The exercise mentioned ions like \(\mathrm{OH}^{-}\) and \(\mathrm{O}_{2}^{2-}\), each having a negative charge, indicating an excess of valence electrons. \(\mathrm{CN}^{-}\)'s Lewis structure, with a triple bond, shows it has 10 valence electrons, whereas \(\mathrm{SO}_{4}^{2-}\) has 32 valence electrons accounting for double bonds and lone pairs on the oxygen atoms. These practices illustrate how valence electrons are arranged around atoms to form stable structures.

Molecular Geometry

Molecular geometry, also known as molecular structure, is the three-dimensional arrangement of atoms within a molecule. Understanding the geometry is essential for predicting the physical and chemical properties of a molecule, such as reactivity, polarity, phase of matter, color, magnetism, and biological activity.

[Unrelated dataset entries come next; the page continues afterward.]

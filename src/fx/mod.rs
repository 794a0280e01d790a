//! The effect object model.
//!
//! A [`Binding`] compiles [`Effect`]s; an effect owns its [`Parameter`]s and
//! [`Technique`]s, a technique owns its [`Pass`]es. Back references (pass to
//! technique, technique to effect, parameter to effect) are weak.
//! [`Texture`]s are shared between effects through the registry.

mod binding;
mod effect;
pub mod link;
mod parameter;
mod pass;
mod resource;
mod technique;
mod texture;

pub use binding::{Binding, BindingArgument};
pub use effect::Effect;
pub use parameter::{Parameter, ParameterValue};
pub use pass::Pass;
pub use resource::{PropertyBag, PropertyKey, PropertyValue, Resource, ResourceKind, ResourceRef};
pub use technique::Technique;
pub use texture::Texture;
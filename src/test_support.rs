//! Fixtures shared by unit tests.

use std::sync::Arc;

use crate::backend::DummyBackend;
use crate::config::CoreConfig;
use crate::fx::{Binding, BindingArgument};
use crate::registry::Registry;
use crate::vfs::Vfs;

/// A binding over its own registry, attached to `backend`.
pub(crate) fn binding_with(backend: Arc<DummyBackend>) -> Arc<Binding> {
    let binding = Binding::new(
        Arc::new(Registry::new()),
        Arc::new(Vfs::new()),
        CoreConfig::default(),
    );
    binding
        .init(&[BindingArgument::Device(backend)])
        .expect("dummy device attaches");
    binding
}
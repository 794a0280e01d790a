//! Common utilities for effect integration tests.
//!
//! Builds a [`Core`] over the dummy backend and an in-memory file system so
//! tests can compile effects, link parameters and drive activation without a
//! GPU.

#![allow(dead_code)]

use std::io::Cursor;
use std::sync::Arc;

use fxinject::backend::DummyBackend;
use fxinject::vfs::{MemoryProvider, Vfs};
use fxinject::{Binding, BindingArgument, Core, CoreConfig, Effect};

/// Effect with one technique that validates and one that needs shader model 5.
pub const TWO_TECHNIQUES: &str = r#"
    float4 tint = { 1, 1, 1, 1 };

    technique fancy < int shader_model = 5; >
    {
        pass p0 { AlphaBlendEnable = true; }
    }

    technique basic
    {
        pass p0 { CullMode = 2; ZEnable = false; }
        pass p1 { AlphaBlendEnable = true; }
    }
"#;

/// Install a test logger. Safe to call from every test.
pub fn init_logging() {
    let _ = env_logger::builder().is_test(true).try_init();
}

/// Shared test setup: a core, its current binding and the attached backend.
pub struct TestContext {
    pub core: Core,
    pub binding: Arc<Binding>,
    pub backend: Arc<DummyBackend>,
    pub files: MemoryProvider,
}

impl TestContext {
    pub fn new() -> Self {
        Self::with_backend(DummyBackend::new(), CoreConfig::default())
    }

    pub fn with_backend(backend: DummyBackend, config: CoreConfig) -> Self {
        init_logging();

        let files = MemoryProvider::new();
        let mut vfs = Vfs::new();
        vfs.mount("memory", files.clone());

        let core = Core::with_files(config, vfs);
        let backend = Arc::new(backend);
        let binding = core.create_binding();
        binding
            .init(&[BindingArgument::Device(backend.clone())])
            .expect("dummy backend attaches");

        Self {
            core,
            binding,
            backend,
            files,
        }
    }

    /// Add a file to the in-memory file system.
    pub fn add_file(&self, path: &str, data: impl Into<Vec<u8>>) {
        self.files.insert(path, data.into());
    }

    pub fn compile(&self, source: &str) -> Arc<Effect> {
        self.binding
            .create_effect(source)
            .expect("effect compiles")
    }
}

/// Encode a solid-color RGBA image as PNG.
pub fn png_bytes(width: u32, height: u32, rgba: [u8; 4]) -> Vec<u8> {
    let image = image::RgbaImage::from_pixel(width, height, image::Rgba(rgba));
    let mut bytes = Cursor::new(Vec::new());
    image
        .write_to(&mut bytes, image::ImageOutputFormat::Png)
        .expect("png encodes");
    bytes.into_inner()
}
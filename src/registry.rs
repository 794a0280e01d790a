//! Name-keyed stores of shared parameters and textures.
//!
//! The two stores deliberately treat duplicate names differently: creating a
//! parameter under a taken name is rejected, while creating or loading a
//! texture under a taken name returns the texture already registered.
//!
//! Textures left behind by a binding reset are dropped on lookup, so the next
//! create or load under their name allocates on the current device.

use std::collections::HashMap;
use std::sync::Arc;

use parking_lot::RwLock;

use crate::backend::{ParameterDesc, ParameterKind, TextureDescriptor};
use crate::error::{FxError, FxResult};
use crate::fx::{Binding, Parameter, Resource, Texture};

/// Filter for [`Registry::get_parameter`]. `None` fields match anything.
#[derive(Debug, Clone, Copy, Default, PartialEq, Eq)]
pub struct ParameterQuery {
    pub kind: Option<ParameterKind>,
    pub rows: Option<u32>,
    pub columns: Option<u32>,
    pub elements: Option<u32>,
}

impl ParameterQuery {
    /// Match any parameter.
    pub fn any() -> Self {
        Self::default()
    }

    pub fn kind(kind: ParameterKind) -> Self {
        Self {
            kind: Some(kind),
            ..Self::default()
        }
    }

    fn matches(&self, desc: &ParameterDesc) -> bool {
        self.kind.map_or(true, |kind| kind == desc.kind)
            && self.rows.map_or(true, |rows| rows == desc.rows)
            && self.columns.map_or(true, |columns| columns == desc.columns)
            && self.elements.map_or(true, |elements| elements == desc.elements)
    }
}

impl From<ParameterDesc> for ParameterQuery {
    fn from(desc: ParameterDesc) -> Self {
        Self {
            kind: Some(desc.kind),
            rows: Some(desc.rows),
            columns: Some(desc.columns),
            elements: Some(desc.elements),
        }
    }
}

impl From<ParameterKind> for ParameterQuery {
    fn from(kind: ParameterKind) -> Self {
        Self::kind(kind)
    }
}

/// Registry of named parameters and textures shared across effects.
#[derive(Default)]
pub struct Registry {
    parameters: RwLock<HashMap<String, Arc<Parameter>>>,
    textures: RwLock<HashMap<String, Arc<Texture>>>,
}

impl Registry {
    pub fn new() -> Self {
        Self::default()
    }

    /// Create and register a virtual parameter.
    ///
    /// Returns `None` with a warning when the name is taken; the registered
    /// parameter is left untouched.
    pub fn create_parameter(
        &self,
        binding: &Binding,
        name: &str,
        desc: ParameterDesc,
    ) -> Option<Arc<Parameter>> {
        let mut parameters = self.parameters.write();
        if parameters.contains_key(name) {
            log::warn!("Registry: parameter '{}' already exists", name);
            return None;
        }

        let parameter = binding.create_parameter(name, desc);
        parameters.insert(name.to_string(), Arc::clone(&parameter));
        log::trace!("Registry: registered parameter '{}'", name);
        Some(parameter)
    }

    /// Create and register a texture, or return the one registered under `name`.
    pub fn create_texture(
        &self,
        binding: &Arc<Binding>,
        name: &str,
        descriptor: &TextureDescriptor,
    ) -> FxResult<Arc<Texture>> {
        if let Some(existing) = self.existing_texture(name) {
            return Ok(existing);
        }
        let texture = binding.create_texture(name, descriptor)?;
        Ok(self.insert_texture(name, texture))
    }

    /// Load and register a texture from a file, or return the one registered
    /// under `name`.
    pub fn load_texture(
        &self,
        binding: &Arc<Binding>,
        name: &str,
        file: &str,
    ) -> FxResult<Arc<Texture>> {
        if let Some(existing) = self.existing_texture(name) {
            return Ok(existing);
        }
        let texture = binding.create_texture_from_file(name, file)?;
        Ok(self.insert_texture(name, texture))
    }

    /// Look up a parameter whose type matches every field set in `query`.
    pub fn get_parameter(
        &self,
        name: &str,
        query: impl Into<ParameterQuery>,
    ) -> Option<Arc<Parameter>> {
        let query = query.into();
        self.parameters
            .read()
            .get(name)
            .filter(|parameter| query.matches(&parameter.desc()))
            .cloned()
    }

    pub fn contains_parameter(&self, name: &str) -> bool {
        self.parameters.read().contains_key(name)
    }

    /// Look up a texture. Entries invalidated by a binding reset are evicted.
    pub fn get_texture(&self, name: &str) -> Option<Arc<Texture>> {
        let texture = self.textures.read().get(name).cloned()?;
        if texture.is_valid() {
            return Some(texture);
        }
        self.evict_stale_texture(name);
        None
    }

    /// Unregister a parameter. Other holders keep it alive.
    pub fn remove_parameter(&self, name: &str) -> FxResult<()> {
        let removed = self.parameters.write().remove(name);
        match removed {
            Some(_) => {
                log::trace!("Registry: removed parameter '{}'", name);
                Ok(())
            }
            None => Err(FxError::NotFound(format!("parameter '{name}'"))),
        }
    }

    /// Unregister a texture. Other holders keep it alive.
    pub fn remove_texture(&self, name: &str) -> FxResult<()> {
        let removed = self.textures.write().remove(name);
        match removed {
            Some(_) => {
                log::trace!("Registry: removed texture '{}'", name);
                Ok(())
            }
            None => Err(FxError::NotFound(format!("texture '{name}'"))),
        }
    }

    pub fn parameter_names(&self) -> Vec<String> {
        self.parameters.read().keys().cloned().collect()
    }

    pub fn texture_names(&self) -> Vec<String> {
        self.textures.read().keys().cloned().collect()
    }

    pub fn parameter_count(&self) -> usize {
        self.parameters.read().len()
    }

    pub fn texture_count(&self) -> usize {
        self.textures.read().len()
    }

    /// Drop every entry.
    pub fn clear(&self) {
        let parameters = std::mem::take(&mut *self.parameters.write());
        let textures = std::mem::take(&mut *self.textures.write());
        log::debug!(
            "Registry: cleared {} parameter(s), {} texture(s)",
            parameters.len(),
            textures.len()
        );
    }

    fn existing_texture(&self, name: &str) -> Option<Arc<Texture>> {
        let existing = self.get_texture(name)?;
        log::warn!("Registry: texture '{}' already exists, reusing it", name);
        Some(existing)
    }

    fn insert_texture(&self, name: &str, texture: Arc<Texture>) -> Arc<Texture> {
        let mut textures = self.textures.write();
        // First valid registration wins.
        let entry = textures
            .entry(name.to_string())
            .and_modify(|existing| {
                if !existing.is_valid() {
                    *existing = Arc::clone(&texture);
                }
            })
            .or_insert_with(|| Arc::clone(&texture));
        log::trace!("Registry: registered texture '{}'", entry.name());
        Arc::clone(entry)
    }

    fn evict_stale_texture(&self, name: &str) {
        let mut textures = self.textures.write();
        if textures.get(name).is_some_and(|texture| !texture.is_valid()) {
            textures.remove(name);
            log::debug!("Registry: evicted texture '{}' of a released device", name);
        }
    }
}

impl std::fmt::Debug for Registry {
    fn fmt(&self, f: &mut std::fmt::Formatter<'_>) -> std::fmt::Result {
        f.debug_struct("Registry")
            .field("parameters", &self.parameter_count())
            .field("textures", &self.texture_count())
            .finish()
    }
}

static_assertions::assert_impl_all!(Registry: Send, Sync);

The VSEPR (Valence Shell Electron Pair Repulsion) theory is a common method used to predict molecular geometry. It states that because electron pairs repel each other, they tend to arrange themselves as far apart as possible to minimize repulsion. In the practice problems, the molecular geometry for the hydroxide ion \(\mathrm{OH}^{-}\) can be inferred from its Lewis structure, which shows two electron domains (a single bond and three lone pairs), resulting in a bent shape.

Common Geometries

On the other hand, \(\mathrm{O}_{2}^{2-}\) with two bonding domains (a single bond between two oxygens) and several lone pairs, reflects a linear geometry. A more complex ion like \(\mathrm{SO}_{4}^{2-}\), with four double bonds, exhibits a tetrahedral geometry. The geometry of these molecules and ions is pivotal in understanding the angles between bonds and the overall shape of the compound, influencing how they interact with each other and with other substances.